In an amicus brief filed Thursday in the 7th U.S. Circuit Court of Appeals, 16 Democratic attorneys general called on the court to affirm a July district court ruling that a transgender 10-year-old in Indianapolis be allowed to rejoin her school’s girls’ softball team after she was told she could no longer play in accordance with the new law, which took effect July 1.
While the Indiana law — initially vetoed by the state’s Republican Gov.
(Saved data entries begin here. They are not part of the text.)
// Author: Dustin Pilgrim
// License: MIT

use std::io;
use std::os::unix::net::{UnixListener, UnixStream};
use std::path::PathBuf;

fn lock_path() -> Result<PathBuf, String> {
    crate::ipc::runtime_dir()
        .map(|dir| dir.join("vigil").join("vigil.lock"))
        .map_err(|e| format!("{e} (cannot create instance lock)"))
}

/// Held for the daemon's lifetime; a second daemon finds the socket live and refuses to start.
pub fn acquire_single_instance_lock() -> Result<UnixListener, String> {
    let path = lock_path()?;
    if let Some(parent) = path.parent() {
        let _ = std::fs::create_dir_all(parent);
    }

    match UnixListener::bind(&path) {
        Ok(l) => Ok(l),
        Err(e) if e.kind() == io::ErrorKind::AddrInUse => match UnixStream::connect(&path) {
            Ok(_) => Err(format!(
                "vigil is already running (another instance holds {})",
                path.display()
            )),
            Err(_) => {
                // Stale lock from a crashed daemon.
                let _ = std::fs::remove_file(&path);
                UnixListener::bind(&path)
                    .map_err(|e| format!("failed to bind instance lock {}: {e}", path.display()))
            }
        },
        Err(e) => Err(format!("failed to bind instance lock {}: {e}", path.display())),
    }
}
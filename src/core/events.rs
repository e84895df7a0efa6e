// Author: Dustin Pilgrim
// License: MIT

use serde::Serialize;

/// Input signals that count as "the user is present".
#[derive(Debug, Clone, Copy, PartialEq, Eq, Hash, Serialize)]
#[serde(rename_all = "kebab-case")]
pub enum ActivityKind {
    PointerMove,
    PointerDown,
    KeyDown,
    TouchStart,
}

impl ActivityKind {
    pub const ALL: [ActivityKind; 4] = [
        ActivityKind::PointerMove,
        ActivityKind::PointerDown,
        ActivityKind::KeyDown,
        ActivityKind::TouchStart,
    ];

    pub fn as_str(&self) -> &'static str {
        match self {
            ActivityKind::PointerMove => "pointer-move",
            ActivityKind::PointerDown => "pointer-down",
            ActivityKind::KeyDown => "key-down",
            ActivityKind::TouchStart => "touch-start",
        }
    }

    /// Accepts kebab-case, snake_case and the DOM event names.
    pub fn parse(s: &str) -> Option<Self> {
        match s.trim().to_ascii_lowercase().replace('_', "-").as_str() {
            "pointer-move" | "pointermove" | "mousemove" => Some(ActivityKind::PointerMove),
            "pointer-down" | "pointerdown" | "mousedown" => Some(ActivityKind::PointerDown),
            "key-down" | "keydown" => Some(ActivityKind::KeyDown),
            "touch-start" | "touchstart" => Some(ActivityKind::TouchStart),
            _ => None,
        }
    }
}

#[derive(Debug, Clone, PartialEq, Eq)]
pub enum SignOutOutcome {
    Completed,
    Failed { reason: String },
}

#[derive(Debug, Clone, PartialEq, Eq)]
pub enum Event {
    /// The authenticated area was entered; start a fresh instance.
    Installed {
        now_ms: u64,
    },

    /// The authenticated area was left without an expiry.
    Uninstalled {
        now_ms: u64,
    },

    UserActivity {
        kind: ActivityKind,
        now_ms: u64,
    },

    /// "Stay logged in" was chosen.
    ExtendSession {
        now_ms: u64,
    },

    /// A scheduled deadline may have been reached.
    Tick {
        now_ms: u64,
    },

    /// The auth provider's sign-out call finished, successfully or not.
    SignOutSettled {
        outcome: SignOutOutcome,
        now_ms: u64,
    },
}

impl Event {
    pub fn now_ms(&self) -> u64 {
        match self {
            Event::Installed { now_ms }
            | Event::Uninstalled { now_ms }
            | Event::UserActivity { now_ms, .. }
            | Event::ExtendSession { now_ms }
            | Event::Tick { now_ms }
            | Event::SignOutSettled { now_ms, .. } => *now_ms,
        }
    }
}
Eric Holcomb but later enacted by the legislature with an override — prohibits transgender girls through high school from participating on girls’ sports teams, it does not bar transgender boys from joining male teams.
Attorneys general on Thursday argued that the law categorically targets transgender women and girls in violation of Title IX, which prohibits schools receiving federal funding from discriminating based on sex.
“Discrimination and exclusion on the basis of one’s transgender status cause tangible economic, educational, emotional, and health harms,” the attorneys general of New York, Hawaii, California, Colorado, Delaware, Illinois, Maine, Maryland, Massachusetts, Minnesota, New Jersey, New Mexico, Oregon, Rhode Island, Vermont, Washington and the District of Columbia wrote Thursday.
The brief comes just over two months after a coalition of 19 Republican attorneys general led by Indiana Attorney General Todd Rokita sent a letter to Education Secretary Miguel Cardona opposing a proposed rule change to Title IX that would protect athletes based on gender identity.
“Females and males are biologically distinct, and those key biological differences cannot be undone, leaving females at an enormous competitive disadvantage when facing biological males in sports,” the letter states. “Permitting males who identify as women to compete against biological females would subject biological females to far more than de minimis harm on the basis of sex.”
But in the case of the 10-year-old softball player, identified pseudonymously as A.M. in court documents, most of her cisgender female teammates are faster and stronger than she is, according to her attorneys at the American Civil Liberties Union (ACLU) of Indiana.
A.M. has been living as a girl since she was four years old and is currently taking a puberty blocker that has prevented her from experiencing any of the physiological changes associated with male puberty.
She has played on her school’s girls’ softball team in previous seasons without issue.
In vetoing the now-law in May, Holcomb wrote to the legislature that, after conducting a thorough review, no evidence was found to support the claim that transgender girls were depriving cisgender girls of athletic opportunities, rendering the legislation unnecessary.
State legislators have consistently disagreed, and Sen. Rodric Bray, a Republican, following the legislature’s override of Holcomb’s veto said the measure “a matter of simple fairness,” though he acknowledged that legal challenges were expected.
“We don’t like to get to the state of Indiana sued,” he said, “but it happens from time to time.”
Eighteen states have passed similar laws.